━━━ Given data
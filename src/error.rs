//! Error taxonomy for catalog ingestion.
//!
//! Fatal, per-source conditions live in [`CatalogError`]; non-fatal item and
//! category findings live in [`ParseWarning`] and ride alongside parsed data
//! so callers can decide whether to surface, aggregate, or drop them.

use thiserror::Error;

/// A condition that fails one catalog source (or, for the standalone
/// content-parsing path, the whole call).
///
/// The multi-URL loader converts every variant into "skip this source" with
/// a logged diagnostic; only the single-payload entry points let these
/// escape to the caller.
#[derive(Clone, Debug, Error)]
pub enum CatalogError {
    /// The configured source string is not a syntactically valid URL.
    #[error("invalid URL `{url}`: {reason}")]
    InvalidUrl {
        /// The offending source string.
        url: String,
        /// Parser-reported reason.
        reason: String,
    },
    /// The transport layer failed before an HTTP status was available
    /// (DNS, connect, read).
    #[error("network error fetching `{url}`: {message}")]
    Network {
        /// The URL being fetched.
        url: String,
        /// Transport-level failure description.
        message: String,
    },
    /// The server answered with a non-success status.
    #[error("HTTP status {status} fetching `{url}`")]
    HttpStatus {
        /// The URL being fetched.
        url: String,
        /// The non-2xx status code.
        status: u16,
    },
    /// The response body (or provided content) is not valid JSON.
    #[error("invalid JSON in `{origin}`: {message}")]
    JsonSyntax {
        /// Source URL or file label the payload came from.
        origin: String,
        /// JSON parser error text.
        message: String,
    },
    /// The document parsed as JSON but does not match the OWO catalog
    /// schema. Document-level validation is all-or-nothing.
    #[error("invalid OWO structure in `{origin}`: {reason}")]
    SchemaValidation {
        /// Source URL or file label the payload came from.
        origin: String,
        /// First structural violation found.
        reason: String,
    },
    /// The cache store could not be read or written. Loaders treat this as
    /// a cache miss; it is never fatal on the multi-URL path.
    #[error("cache unavailable: {0}")]
    CacheUnavailable(String),
}

/// A non-fatal finding produced while parsing a structurally valid
/// document. Warnings never abort a category or a source.
#[derive(Clone, Debug, Eq, Error, PartialEq)]
pub enum ParseWarning {
    /// An item failed sanitation and was dropped from its category.
    #[error("dropped item {index} in category `{category}`: {reason}")]
    InvalidItem {
        /// Category the item belonged to.
        category: String,
        /// Positional index within the source container array.
        index: usize,
        /// Why the item was rejected.
        reason: String,
    },
    /// Two items in one category synthesized the same key. Both copies are
    /// kept at parse time; the merger resolves the collision first-wins.
    #[error("duplicate key `{key}` in category `{category}`")]
    DuplicateKey {
        /// Category containing the collision.
        category: String,
        /// The colliding key.
        key: String,
    },
    /// A category yielded no valid items and was omitted from the result.
    #[error("category `{category}` has no valid items")]
    EmptyCategory {
        /// Name of the omitted category.
        category: String,
    },
}

/// One failed source URL from a multi-URL load, for diagnostics.
#[derive(Clone, Debug)]
pub struct SourceFailure {
    /// The source URL that was skipped.
    pub url: String,
    /// Why it was skipped.
    pub error: CatalogError,
}

/// A parse warning tagged with the source it came from.
#[derive(Clone, Debug)]
pub struct SourceWarning {
    /// Source URL or file label.
    pub origin: String,
    /// The finding itself.
    pub warning: ParseWarning,
}

#[cfg(test)]
mod tests {
    use super::*;

    #[test]
    /// What: Error display strings carry the offending source and reason
    ///
    /// - Input: Representative `CatalogError` and `ParseWarning` values
    /// - Output: Rendered messages mention URL/category and detail
    fn error_display_mentions_origin() {
        let e = CatalogError::HttpStatus {
            url: "https://example.com/owo.json".into(),
            status: 404,
        };
        assert_eq!(
            e.to_string(),
            "HTTP status 404 fetching `https://example.com/owo.json`"
        );

        let w = ParseWarning::DuplicateKey {
            category: "Faces".into(),
            key: "faces_0".into(),
        };
        assert_eq!(w.to_string(), "duplicate key `faces_0` in category `Faces`");
    }
}
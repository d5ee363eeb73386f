//! HTTP transport boundary for catalog sources.

use std::time::Duration;

use futures::future::BoxFuture;

use crate::error::CatalogError;

/// Raw response for one catalog URL, before any status or JSON handling.
#[derive(Clone, Debug)]
pub struct FetchedDocument {
    /// HTTP status code as answered by the server.
    pub status: u16,
    /// `ETag` response header, when the server sent one.
    pub etag: Option<String>,
    /// Response body as text.
    pub body: String,
}

/// Async byte fetch over HTTP, narrowed to what the loader needs: status,
/// `ETag`, body.
///
/// Implementations report transport-level failures (DNS, connect, read) as
/// [`CatalogError::Network`]; status handling stays with the loader so that
/// HTTP failures and network failures remain distinguishable diagnostics.
pub trait CatalogFetcher: Send + Sync {
    /// Fetch `url` and return the raw document.
    fn fetch<'a>(&'a self, url: &'a str) -> BoxFuture<'a, Result<FetchedDocument, CatalogError>>;
}

/// [`CatalogFetcher`] backed by a pooled [`reqwest::Client`].
#[derive(Clone, Debug)]
pub struct HttpFetcher {
    /// Shared client; reqwest pools connections internally.
    client: reqwest::Client,
}

impl HttpFetcher {
    /// What: Build a fetcher with catalog-appropriate defaults.
    ///
    /// Details:
    /// - 15s connect timeout, 30s request timeout, crate-identifying
    ///   User-Agent.
    #[must_use]
    pub fn new() -> Self {
        let client = reqwest::Client::builder()
            .connect_timeout(Duration::from_secs(15))
            .timeout(Duration::from_secs(30))
            .user_agent(concat!("owopick/", env!("CARGO_PKG_VERSION")))
            .build()
            .expect("failed to create HTTP client");
        Self::with_client(client)
    }

    /// Wrap an existing client (custom proxies, headers, TLS policy).
    #[must_use]
    pub const fn with_client(client: reqwest::Client) -> Self {
        Self { client }
    }
}

impl Default for HttpFetcher {
    fn default() -> Self {
        Self::new()
    }
}

impl CatalogFetcher for HttpFetcher {
    fn fetch<'a>(&'a self, url: &'a str) -> BoxFuture<'a, Result<FetchedDocument, CatalogError>> {
        Box::pin(async move {
            let response = self.client.get(url).send().await.map_err(|e| {
                CatalogError::Network {
                    url: url.to_string(),
                    message: e.to_string(),
                }
            })?;
            let status = response.status().as_u16();
            let etag = response
                .headers()
                .get(reqwest::header::ETAG)
                .and_then(|v| v.to_str().ok())
                .map(str::to_string);
            let body = response.text().await.map_err(|e| CatalogError::Network {
                url: url.to_string(),
                message: e.to_string(),
            })?;
            Ok(FetchedDocument { status, etag, body })
        })
    }
}
//! Core value types for the emoji catalog.

/// Item style shared by every entry of a catalog category.
///
/// The wire format spells these lowercase (`"emoticon"`, `"emoji"`,
/// `"image"`); serde mirrors that spelling.
#[derive(Clone, Copy, Debug, PartialEq, Eq, serde::Serialize, serde::Deserialize)]
#[serde(rename_all = "lowercase")]
pub enum EmojiKind {
    /// Text-art emoticon, inserted verbatim (e.g. `(~ ̄▽ ̄)~`).
    Emoticon,
    /// Unicode emoji glyph or shortcode.
    Emoji,
    /// Remote image referenced by URL.
    Image,
}

impl EmojiKind {
    /// Parse the wire-format spelling used by OWO documents.
    ///
    /// Inputs: `s` raw `type` string from a category object.
    ///
    /// Output: `Some(EmojiKind)` for a recognized spelling; `None` otherwise.
    #[must_use]
    pub fn from_wire(s: &str) -> Option<Self> {
        match s {
            "emoticon" => Some(Self::Emoticon),
            "emoji" => Some(Self::Emoji),
            "image" => Some(Self::Image),
            _ => None,
        }
    }

    /// Return the wire-format spelling for this kind.
    #[must_use]
    pub const fn as_str(self) -> &'static str {
        match self {
            Self::Emoticon => "emoticon",
            Self::Emoji => "emoji",
            Self::Image => "image",
        }
    }
}

/// One selectable catalog entry.
///
/// Compact enough to hand to a list renderer wholesale; the `key` is the
/// identity used for de-duplication and for cheap list-equality checks.
#[derive(Clone, Debug, PartialEq, Eq, serde::Serialize, serde::Deserialize)]
pub struct EmojiItem {
    /// Stable identifier derived from the category name and the item's
    /// positional index in its source container array. Not guaranteed
    /// globally unique across differently named categories.
    pub key: String,
    /// Glyph, shortcode, or (for image items) the resolved image URL.
    pub icon: String,
    /// Display label and insertion trigger text. Non-empty after sanitation.
    pub text: String,
    /// Item style, shared with the owning category.
    #[serde(rename = "type")]
    pub kind: EmojiKind,
    /// Human-readable name of the originating category.
    pub category: String,
    /// Resolved image URL; present only for [`EmojiKind::Image`] items.
    #[serde(default, skip_serializing_if = "Option::is_none")]
    pub url: Option<String>,
}

/// One named category, possibly aggregated from multiple source files.
#[derive(Clone, Debug, PartialEq, Eq, serde::Serialize, serde::Deserialize)]
pub struct EmojiCollection {
    /// Category identifier; doubles as the tab label and navigation key.
    pub name: String,
    /// Item style shared by every item in this collection.
    #[serde(rename = "type")]
    pub kind: EmojiKind,
    /// Items in source order, duplicates removed after merging.
    pub items: Vec<EmojiItem>,
    /// Comma-joined list of originating file/URL labels, diagnostics only.
    pub source: String,
}

/// Direction of a highlight move through the filtered list.
#[derive(Clone, Copy, Debug, PartialEq, Eq)]
pub enum Direction {
    /// Toward lower indices, wrapping from the first item to the last.
    Up,
    /// Toward higher indices, wrapping from the last item to the first.
    Down,
}

/// User-visible readiness of the catalog, derived from picker state.
#[derive(Clone, Debug, PartialEq, Eq)]
pub enum CatalogStatus {
    /// The initial load has not finished yet.
    Loading,
    /// Loading finished but produced nothing and no error: there is
    /// nothing configured to show.
    NoSources,
    /// Every configured source failed; carries the last failure's message.
    Failed(String),
    /// At least one collection is available.
    Ready,
}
━━━━━━
• _The task_
If a line of the data above contains "list", copy it out.

• _Reply_
/// Compact enough to hand to a list renderer wholesale; the `key` is the
/// identity used for de-duplication and for cheap list-equality checks.
    /// Comma-joined list of originating file/URL labels, diagnostics only.
/// Direction of a highlight move through the filtered list.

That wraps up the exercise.